Huge street demonstrations and Monday's resignation of the pro-Syrian Lebanese government marked the most serious challenge to Syrian authority in Lebanon since the end of the civil war that killed 150,000 and crushed the Lebanese economy in the 1970s and 1980s.

The events also were an opening for the Bush administration to press its wider goal of democracy across the Middle East and to throw a spotlight on what the United States contends is long-standing Syrian support for terrorists who are trying to undermine progress toward Israeli-Palestinian peace.

At the news conference with Barnier, Rice said their two countries would support the scheduled election this spring in Lebanon, perhaps by sending observers and monitors.

She also suggested international peacekeepers might be needed eventually and could help secure democracy for the Lebanese if Syria were to withdraw.

Assad indicated in an interview with Time magazine that he would withdraw Syria's 15,000 troops from Lebanon "maybe in the next few months." Later, however, a Syrian official speaking on condition of anonymity in Damascus questioned whether it could occur within months.

U.S. Deputy Assistant Secretary of State David Satterfield, on Capitol Hill after a trip to Lebanon, was dismissive of what he called the "rhetoric" out of Damascus.

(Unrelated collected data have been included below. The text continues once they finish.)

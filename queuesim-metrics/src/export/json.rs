//! JSON export for experiment tables
//!
//! Writes the rows unrounded, wrapped with the row count, for programmatic
//! consumption.

use crate::error::MetricsError;
use crate::export::MetricsExporter;
use crate::replication::ExperimentRow;
use serde::Serialize;
use std::fs::File;
use std::io::Write;
use std::path::{Path, PathBuf};

/// JSON exporter for experiment rows
#[derive(Debug)]
pub struct JsonExporter {
    path: PathBuf,
    pretty: bool,
}

impl JsonExporter {
    /// Create a new JSON exporter
    ///
    /// # Arguments
    /// * `path` - Output file path
    /// * `pretty` - Whether to pretty-print the JSON (adds whitespace for readability)
    pub fn new(path: &Path, pretty: bool) -> Self {
        Self {
            path: path.to_path_buf(),
            pretty,
        }
    }
}

/// Complete export data structure
#[derive(Debug, Serialize)]
struct ExportData<'a> {
    row_count: usize,
    rows: &'a [ExperimentRow],
}

impl MetricsExporter for JsonExporter {
    fn export(&self, rows: &[ExperimentRow]) -> Result<(), MetricsError> {
        let export_data = ExportData {
            row_count: rows.len(),
            rows,
        };

        let json = if self.pretty {
            serde_json::to_string_pretty(&export_data)
        } else {
            serde_json::to_string(&export_data)
        }?;

        let mut file = File::create(&self.path)
            .map_err(|e| MetricsError::ExportError(format!("Failed to create file: {e}")))?;

        file.write_all(json.as_bytes())
            .map_err(|e| MetricsError::ExportError(format!("Failed to write to file: {e}")))?;

        Ok(())
    }
}
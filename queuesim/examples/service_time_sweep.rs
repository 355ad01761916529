//! Average delay, utilization and total time for a single-server queue as
//! the service mean grows towards the interarrival mean.
//!
//! Writes `metrics.csv` in the working directory. Pass a JSON experiment
//! file as the first argument to override the default sweep:
//!
//! ```bash
//! cargo run --example service_time_sweep -- experiment.json
//! ```

use queuesim::core::init_simulation_logging_with_level;
use queuesim::metrics::{export_csv, exponential_sample, uniform_sample, SampleSummary};
use queuesim::prelude::*;

fn main() -> Result<(), MetricsError> {
    init_simulation_logging_with_level("warn");

    let experiment = match std::env::args().nth(1) {
        Some(path) => ExperimentConfig::from_json_file(path)?,
        None => ExperimentConfig::default(),
    };

    let rows = sweep(&experiment)?;
    export_csv(&rows, "metrics.csv")?;

    println!("service  avg delay  utilization  total time");
    for row in &rows {
        println!(
            "{:>7.2}  {:>9.2}  {:>11.2}  {:>10.2}",
            row.service_mean, row.average_delay, row.utilization, row.total_time
        );
    }

    if let Some(exp) = SampleSummary::from_values(&exponential_sample(100, 1.0, experiment.seed)) {
        println!(
            "Exp: min {:.4}, max {:.4}, median {:.4}",
            exp.min, exp.max, exp.median
        );
    }
    if let Some(uni) = SampleSummary::from_values(&uniform_sample(100, experiment.seed)) {
        println!(
            "Uni: min {:.4}, max {:.4}, median {:.4}",
            uni.min, uni.max, uni.median
        );
    }
    Ok(())
}
//! Variate sources for interarrival and service times
//!
//! This module provides the concrete [`VariateSource`] implementations used
//! to drive a simulation: an inversion-sampled exponential source backed by a
//! seedable RNG, a degenerate constant source, and a scripted source for
//! replaying hand-written traces.

use std::collections::VecDeque;

use rand::rngs::StdRng;
use rand::{Rng, SeedableRng};

use crate::randomness::{DrawSite, VariateSource};

/// Map a uniform draw `u` in `[0, 1)` onto an exponential variate with the
/// given mean.
///
/// `1 - u` lies in `(0, 1]`, so the logarithm is always finite and the result
/// is never negative.
pub fn inverse_exponential(u: f64, mean: f64) -> f64 {
    -(1.0 - u).ln() * mean
}

// =============================================================================
// Exponential
// =============================================================================

/// Exponential variates generated by inversion sampling
///
/// Interarrival and service samples share one RNG stream, so two sources
/// created with the same seed produce identical runs.
#[derive(Debug, Clone)]
pub struct ExponentialVariates {
    rng: StdRng,
}

impl ExponentialVariates {
    /// Create a reproducible source from a seed
    pub fn seeded(seed: u64) -> Self {
        Self {
            rng: StdRng::seed_from_u64(seed),
        }
    }

    /// Create a source seeded from operating system entropy
    pub fn from_entropy() -> Self {
        Self {
            rng: StdRng::from_entropy(),
        }
    }
}

impl VariateSource for ExponentialVariates {
    fn sample(&mut self, _site: DrawSite, mean: f64) -> f64 {
        let u: f64 = self.rng.gen();
        inverse_exponential(u, mean)
    }
}

// =============================================================================
// Constant
// =============================================================================

/// Degenerate source that always returns the requested mean
#[derive(Debug, Clone, Copy, Default)]
pub struct ConstantVariates;

impl VariateSource for ConstantVariates {
    fn sample(&mut self, _site: DrawSite, mean: f64) -> f64 {
        mean
    }
}

// =============================================================================
// Scripted
// =============================================================================

/// Replays scripted samples per draw site
///
/// Once a site's script is exhausted the source falls back to returning the
/// mean, like [`ConstantVariates`].
#[derive(Debug, Clone, Default)]
pub struct ScriptedVariates {
    interarrival: VecDeque<f64>,
    service: VecDeque<f64>,
}

impl ScriptedVariates {
    pub fn new(
        interarrival: impl IntoIterator<Item = f64>,
        service: impl IntoIterator<Item = f64>,
    ) -> Self {
        Self {
            interarrival: interarrival.into_iter().collect(),
            service: service.into_iter().collect(),
        }
    }

    /// Number of scripted samples not yet consumed for `site`
    pub fn remaining(&self, site: DrawSite) -> usize {
        match site {
            DrawSite::Interarrival => self.interarrival.len(),
            DrawSite::Service => self.service.len(),
        }
    }
}

impl VariateSource for ScriptedVariates {
    fn sample(&mut self, site: DrawSite, mean: f64) -> f64 {
        let script = match site {
            DrawSite::Interarrival => &mut self.interarrival,
            DrawSite::Service => &mut self.service,
        };
        script.pop_front().unwrap_or(mean)
    }
}
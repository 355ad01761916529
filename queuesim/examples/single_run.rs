//! One simulation run with structured logging.
//!
//! ```bash
//! RUST_LOG=queuesim_core=debug cargo run --example single_run
//! ```

use queuesim::core::init_simulation_logging;
use queuesim::prelude::*;
use tracing::info;

fn main() -> Result<(), SimError> {
    init_simulation_logging();

    let config = SimulationConfig::new(1.0, 0.8, 20);
    let mut sim = Simulation::new(config, ExponentialVariates::seeded(1))?;
    sim.run()?;

    let summary = sim.summary();
    info!(
        final_clock = %sim.clock(),
        average_delay = summary.average_delay(),
        utilization = summary.utilization(),
        max_queue_len = summary.max_queue_len,
        "Run finished"
    );
    Ok(())
}
//! CSV export for experiment tables
//!
//! One header line and one row per sweep point, with averaged figures
//! rounded to two decimals.

use crate::error::MetricsError;
use crate::export::MetricsExporter;
use crate::replication::ExperimentRow;
use std::fs::File;
use std::io::{BufWriter, Write};
use std::path::{Path, PathBuf};

pub const HEADER: [&str; 5] = [
    "Interarrival time (mins)",
    "Service time (mins)",
    "Avg delay in queue (mins)",
    "Server utilization (mins)",
    "Total sim time (mins)",
];

/// CSV exporter for experiment rows
#[derive(Debug)]
pub struct CsvExporter {
    path: PathBuf,
}

impl CsvExporter {
    pub fn new(path: &Path) -> Self {
        Self {
            path: path.to_path_buf(),
        }
    }

    /// Write the table to any writer.
    pub fn write_to<W: Write>(&self, mut out: W, rows: &[ExperimentRow]) -> Result<(), MetricsError> {
        let header = HEADER.iter().map(|h| escape_csv(h)).collect::<Vec<_>>().join(",");
        writeln!(out, "{header}")
            .map_err(|e| MetricsError::ExportError(format!("Failed to write header: {e}")))?;

        for row in rows {
            writeln!(
                out,
                "{},{},{},{},{}",
                row.interarrival_mean,
                row.service_mean,
                round2(row.average_delay),
                round2(row.utilization),
                round2(row.total_time)
            )
            .map_err(|e| MetricsError::ExportError(format!("Failed to write row: {e}")))?;
        }

        out.flush()?;
        Ok(())
    }
}

impl MetricsExporter for CsvExporter {
    fn export(&self, rows: &[ExperimentRow]) -> Result<(), MetricsError> {
        let file = File::create(&self.path)
            .map_err(|e| MetricsError::ExportError(format!("Failed to create file: {e}")))?;
        self.write_to(BufWriter::new(file), rows)
    }
}

fn round2(value: f64) -> f64 {
    (value * 100.0).round() / 100.0
}

/// Escape CSV field (add quotes if needed)
fn escape_csv(s: &str) -> String {
    if s.contains(',') || s.contains('"') || s.contains('\n') {
        format!("\"{}\"", s.replace('"', "\"\""))
    } else {
        s.to_string()
    }
}
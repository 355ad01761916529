//! Discrete event simulation engine for a single-server queue.
//!
//! Simulated time only moves when something happens: a customer arrives or
//! the server finishes with one. This crate provides the pieces needed to
//! run such a model: a time-ordered event queue, the engine that consumes
//! it, and the variate sources that feed it interarrival and service times.
//!
//! # Architecture Overview
//!
//! - [`EventQueue`]: min-heap of pending events keyed by `(time, sequence)`.
//!   Events sharing a timestamp leave in the order they were enqueued.
//!
//! - [`Simulation`]: owns the queue, the clock, the server state and the
//!   waiting line. [`Simulation::run`] drains the queue; the arrival and
//!   departure handlers schedule the events that keep it going.
//!
//! - [`VariateSource`]: the injected sampling capability. Use
//!   [`ExponentialVariates`] for Poisson arrivals and exponential service,
//!   [`ConstantVariates`] for deterministic runs, or
//!   [`ScriptedVariates`] to replay a trace.
//!
//! # Basic Usage
//!
//! ```rust
//! use queuesim_core::{ExponentialVariates, Simulation, SimulationConfig};
//!
//! let config = SimulationConfig::new(1.0, 0.8, 1000);
//! let mut simulation = Simulation::new(config, ExponentialVariates::seeded(7))?;
//! simulation.run()?;
//!
//! let summary = simulation.summary();
//! println!(
//!     "avg delay {:.2}, utilization {:.2}, clock {}",
//!     summary.average_delay(),
//!     summary.utilization(),
//!     simulation.clock()
//! );
//! # Ok::<(), queuesim_core::SimError>(())
//! ```
//!
//! # Time Model
//!
//! All timing uses [`SimTime`], a validated non-negative time in abstract
//! units. Wall-clock time plays no part in a run.

pub mod config;
pub mod dists;
pub mod error;
pub mod logging;
pub mod queue;
pub mod randomness;
pub mod simulation;
pub mod time;
pub mod types;

pub use config::SimulationConfig;
pub use dists::{ConstantVariates, ExponentialVariates, ScriptedVariates};
pub use error::SimError;
pub use logging::{init_simulation_logging, init_simulation_logging_with_level, init_detailed_simulation_logging, simulation_span};
pub use queue::{EventQueue, QueueEntry, SequenceCounter};
pub use randomness::{DrawSite, VariateSource};
pub use simulation::{RunSummary, Simulation};
pub use time::SimTime;
pub use types::{Customer, Event, EventId, EventKind, ServerState};
//! Descriptive statistics for raw samples, used to sanity-check variate
//! sources.

use queuesim_core::{DrawSite, ExponentialVariates, VariateSource};
use rand::rngs::StdRng;
use rand::{Rng, SeedableRng};
use serde::{Deserialize, Serialize};

#[derive(Debug, Clone, Copy, PartialEq, Serialize, Deserialize)]
pub struct SampleSummary {
    pub count: usize,
    pub min: f64,
    pub max: f64,
    pub median: f64,
    pub mean: f64,
}

impl SampleSummary {
    /// Summarise `values`; `None` for an empty sample or one containing NaN.
    pub fn from_values(values: &[f64]) -> Option<Self> {
        if values.is_empty() || values.iter().any(|v| v.is_nan()) {
            return None;
        }

        let mut sorted = values.to_vec();
        sorted.sort_by(f64::total_cmp);

        let count = sorted.len();
        let mid = count / 2;
        let median = if count % 2 == 0 {
            (sorted[mid - 1] + sorted[mid]) / 2.0
        } else {
            sorted[mid]
        };

        Some(Self {
            count,
            min: sorted[0],
            max: sorted[count - 1],
            median,
            mean: sorted.iter().sum::<f64>() / count as f64,
        })
    }
}

/// `n` exponential draws with the given mean, from a seeded source.
pub fn exponential_sample(n: usize, mean: f64, seed: u64) -> Vec<f64> {
    let mut source = ExponentialVariates::seeded(seed);
    (0..n).map(|_| source.sample(DrawSite::Service, mean)).collect()
}

/// `n` uniform draws from `[0, 1)`.
pub fn uniform_sample(n: usize, seed: u64) -> Vec<f64> {
    let mut rng = StdRng::seed_from_u64(seed);
    (0..n).map(|_| rng.gen::<f64>()).collect()
}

"Neither this government nor the people of Lebanon will believe anything other than what we see with our eyes," Satterfield told the Senate Foreign Relations Committee.

Separately, on the issue of Iran's nuclear program, Rice indicated that the administration was working with European leaders on a plan to offer Iran economic incentives in exchange for abandoning its nuclear ambitions. The United States has accused Iran of developing nuclear weapons, a charge Tehran denies.

"We are designing, I think, an important common strategy with Europe so that Iran knows there is no other way," Rice said in a brief television interview on Wednesday.

Until recently, the administration had opposed any rewards for Tehran's cooperation. But during the president's trip overseas last week, European leaders urged Bush to join them in offering incentives such as possible membership at some time for Iran in the World Trade Organization and the White House suggested he would consider that route.